There are dog owners everywhere whose dogs have behavioral problems, or have unknown or questionable backgrounds. This is cause for concern for the owner, whose responsibility it is to make sure that their pet poses no threat to their family, other pets, the public, or itself. When asking for advice, these people are often told to hire a professional trainer or behaviorist for an in-home consultation. Some roll their eyes at the idea of hiring "an expensive trainer", thinking that they can handle the dog on their own, or maybe worse, through advice given to them by people who claim to be experts but aren't. Others put off having their dog evaluated because they fear being told that their dog is hopeless and may even be a danger to society. While there are cases where that is what they would be told, there are many more where there is good news or at least hope. I can attest to that, and have the peace of mind to prove it.
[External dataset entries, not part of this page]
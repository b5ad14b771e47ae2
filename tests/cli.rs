use assert_cmd::Command;

mod common;
use common::temp_file;

fn eolcheck() -> Command {
    Command::cargo_bin("eolcheck").unwrap()
}

#[test]
fn consistent_file_prints_info_and_exits_zero() {
    let (_dir, path) = temp_file(b"a\nb\n");
    let output = eolcheck().arg(&path).output().unwrap();
    assert_eq!(output.status.code(), Some(0));
    let stdout = String::from_utf8(output.stdout).unwrap();
    assert!(stdout.contains(r#"contains UNIX "\n" line endings."#), "{stdout}");
    assert!(output.stderr.is_empty());
}

#[test]
fn mixed_file_reports_on_stderr_and_exits_one() {
    let (_dir, path) = temp_file(b"a\r\nb\n");
    let output = eolcheck().arg(&path).output().unwrap();
    assert_eq!(output.status.code(), Some(1));
    let stderr = String::from_utf8(output.stderr).unwrap();
    assert!(stderr.contains("contains both DOS"), "{stderr}");
}

#[test]
fn missing_argument_exits_one_with_usage() {
    let output = eolcheck().output().unwrap();
    assert_eq!(output.status.code(), Some(1));
    let stderr = String::from_utf8(output.stderr).unwrap();
    assert!(stderr.contains("Usage"), "{stderr}");
}

#[test]
fn extra_argument_exits_one() {
    let (_dir, path) = temp_file(b"a\n");
    eolcheck().arg(&path).arg("extra").assert().code(1);
}

#[test]
fn missing_file_exits_one() {
    let dir = tempfile::tempdir().unwrap();
    eolcheck()
        .arg(dir.path().join("missing.txt"))
        .assert()
        .code(1);
}

#[test]
fn expect_flag_enforces_convention() {
    let (_dir, path) = temp_file(b"a\r\nb\r\n");
    eolcheck().arg("--expect").arg("dos").arg(&path).assert().code(0);
    eolcheck().arg("--expect").arg("unix").arg(&path).assert().code(1);
}

#[test]
fn expect_flag_rejects_legacy() {
    let (_dir, path) = temp_file(b"a\n");
    eolcheck().arg("--expect").arg("cr").arg(&path).assert().code(1);
}

#[test]
fn quiet_prints_nothing() {
    let (_dir, path) = temp_file(b"a\rb");
    let output = eolcheck().arg("-q").arg(&path).output().unwrap();
    assert_eq!(output.status.code(), Some(1));
    assert!(output.stdout.is_empty());
    assert!(output.stderr.is_empty());
}

#[test]
fn help_exits_zero() {
    eolcheck().arg("--help").assert().success();
}

#[test]
fn dash_prefixed_file_name_after_separator() {
    let dir = tempfile::tempdir().unwrap();
    let path = dir.path().join("-dash.txt");
    std::fs::write(&path, b"a\r\nb\r\n").unwrap();
    eolcheck()
        .current_dir(dir.path())
        .arg("--")
        .arg("-dash.txt")
        .assert()
        .code(0);
    eolcheck()
        .current_dir(dir.path())
        .arg("-dash.txt")
        .assert()
        .code(1);
}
My name is Jennifer, and I was, up until the summer of last year, living a carefree and relatively unfettered life with no responsibilities beyond those involving the care of two cats, my job as an office manager, and having fun with my fiance on the weekends. Then, one summer day, my life changed in the time it took me to drive down the street. There, on the side of the road, lay a dog. I assumed it had been struck dead by a car, but as I drove closer, I saw its sides heaving. I stopped the car and stared. The dog was a female. Her eyes were swollen with infection and her skin was raw from a bad case of mange. Weak, obviously sick, and possibly injured, she lay panting on the hot asphalt. I hesitated because I knew deep down inside that if I decided to help this dog, and if she survived, that I would most likely be taking on a huge responsibility that I was not prepared for. Dog ownership. And not just any kind of dog ownership. Pit bull ownership. Yes, the little girl laying there helplessly was quite unmistakably a pit bull. I got out of the car and approached her with caution. As I came near, her tail, ever so slightly, began to tap the pavement. I took it as a friendly gesture and grabbed a rope from my trunk, slipped it around her neck, and off to the vet we went.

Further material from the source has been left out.